Miguel Cummins

Personal information
- Full name: Miguel Lamar Cummins
- Born: 5 September 1990 (age 36) St. Michael Parish, Barbados
- Batting: Left-handed
- Bowling: Right-arm fast
- Role: Bowler

International information
- National side: West Indies (2014–2019);
- Test debut (cap 308): 30 July 2016 v India
- Last Test: 22 August 2019 v India
- ODI debut (cap 167): 23 February 2014 v Ireland
- Last ODI: 29 September 2017 v England
- ODI shirt no.: 41

Domestic team information
- 2012–present: Barbados
- 2013: Trinidad and Tobago Red Steel
- 2014: Antigua Hawksbills
- 2015: Trinidad and Tobago Red Steel
- 2016: Worcestershire
- 2019–2020: Middlesex
- 2021: Kent
- 2024/25: Durbar Rajshahi

Career statistics
| Competition | Test | ODI | FC | LA |
| Matches | 14 | 11 | 90 | 35 |
| Runs scored | 114 | 10 | 542 | 62 |
| Batting average | 7.60 | 5.00 | 7.63 | 10.33 |
| 100s/50s | 0/0 | 0/0 | 0/0 | 0/0 |
| Top score | 24* | 5 | 29* | 20 |
| Balls bowled | 1,976 | 450 | 12,265 | 1,578 |
| Wickets | 27 | 9 | 237 | 48 |
| Bowling average | 40.14 | 52.66 | 27.69 | 26.16 |
| 5 wickets in innings | 1 | 0 | 10 | 0 |
| 10 wickets in match | 0 | 0 | 1 | 0 |
| Best bowling | 6/48 | 3/82 | 7/45 | 4/27 |
| Catches/stumpings | 2/– | 1/– | 32/– | 10/– |
- Source: Cricinfo, 6 June 2021

= Miguel Cummins =

Barbadian cricketer

Miguel Lamar Cummins (born 5 September 1990) is a Barbadian cricketer who has played in 14 Test matches and 11 One Day Internationals (ODI) for the West Indies.

At domestic level, he plays for Barbados. He has played for both Antigua Hawksbills, Trinidad and Tobago Red Steel in the Caribbean Premier League (CPL) and Middlesex.

==Early career==
From Saint Michael Parish, Cummins attended Parkinson Memorial Secondary School, best known as the high school attended by Malcolm Marshall. Aged 17, he spent the 2010 English season playing club cricket for Wavertree in the Liverpool and District Cricket Competition's second division, and led the club's batting and bowling averages. Cummins made his first-class season for Barbados two years later, playing a single match in the Regional Four Day Competition. He became a regular in the Barbados side in 2013, taking 35 wickets from eight matches, including three-wicket hauls. This total was beaten only by Nikita Miller (Jamaica), Shane Shillingford (Windward Islands), and Ashley Nurse (Barbados), and was the most by any fast bowler. Barbados won the competition, defeating Trinidad and Tobago in the final by an innings and 22 runs. Cummins took nine wickets in the final (5/30 and 4/75), and was named man of the match. Earlier in the season, against the same team, he had taken 7/45, the best figures of his career.

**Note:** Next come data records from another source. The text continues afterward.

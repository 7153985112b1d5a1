// src/main.rs

use dotenvy::dotenv;
use elearn_quiz::{config::Config, db};
use tracing_subscriber::{EnvFilter, fmt, layer::SubscriberExt, util::SubscriberInitExt};

/// Prepares the quiz store: connects, applies migrations and reports what it found.
#[tokio::main]
async fn main() {
    // Load .env file (if present)
    dotenv().ok();

    // Load configuration from environment
    let config = Config::from_env();

    let file_appender = tracing_appender::rolling::daily(&config.log_dir, "quiz.log");
    let (non_blocking, _guard) = tracing_appender::non_blocking(file_appender);
    let env_filter = EnvFilter::new(&config.rust_log);
    let stdout_layer = fmt::layer().with_writer(std::io::stdout).with_target(false);
    let file_layer = fmt::layer().with_writer(non_blocking).with_ansi(false);

    // Initialize Tracing (Logging)
    tracing_subscriber::registry()
        .with(env_filter)
        .with(stdout_layer)
        .with(file_layer)
        .init();

    if let Err(e) = run(&config).await {
        tracing::error!("Quiz store setup failed: {}", e);
        std::process::exit(1);
    }
}

async fn run(config: &Config) -> elearn_quiz::QuizResult<()> {
    let pool = db::connect(config).await?;
    tracing::info!("Database connected...");

    tracing::info!("Running migrations...");
    db::run_migrations(&pool).await?;
    tracing::info!("Migrations applied successfully.");

    let quizzes: i64 = sqlx::query_scalar("SELECT COUNT(*) FROM quizzes")
        .fetch_one(&pool)
        .await?;
    let attempts: i64 = sqlx::query_scalar("SELECT COUNT(*) FROM quiz_attempts")
        .fetch_one(&pool)
        .await?;
    tracing::info!(quizzes, attempts, "Quiz store ready");

    pool.close().await;
    Ok(())
}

==Later career and move to England==
Cummins' good form led to his selection for West Indies A in two series later in 2013. He played a single match against Sri Lanka in June, and then six matches (both first-class and limited-overs) against India A when the West Indians toured the country in September. Ireland toured the West Indies in early 2014 to play one ODI and two Twenty20 International (T20I) matches, with Cummins named in the West Indies' senior ODI squad. On his international debut, he took 1/42 from six overs, having William Porterfield caught down the leg side. During the same over, he had bowled three consecutive no-balls, two of which were hit for sixes by Porterfield. Cummins played for the Trinidad and Tobago Red Steel and the Antigua Hawksbills in the first and second seasons of the Caribbean Premier League (CPL), respectively. A graduate of the West Indies High Performance Centre (WIHPC), he was named Emerging Player of the Year at the 2014 WIPA/WICB Awards, which recognised performances during the previous season.

On 30 July 2016 he made his Test cricket debut for the West Indies against India. In October 2018, Cricket West Indies (CWI) awarded him a red-ball contract for the 2018–19 season.

In October 2019, Cummins signed a three-year deal with Middlesex in England, as a Kolpak player, therefore ruling him out of playing international cricket for the West Indies. Later the same month, he was selected to play for Barbados in the 2019–20 Regional Super50 tournament.

Following the discontinuation of the Kolpak scheme in 2021, Cummins joined Kent for the start of the English season as one of the club's overseas players.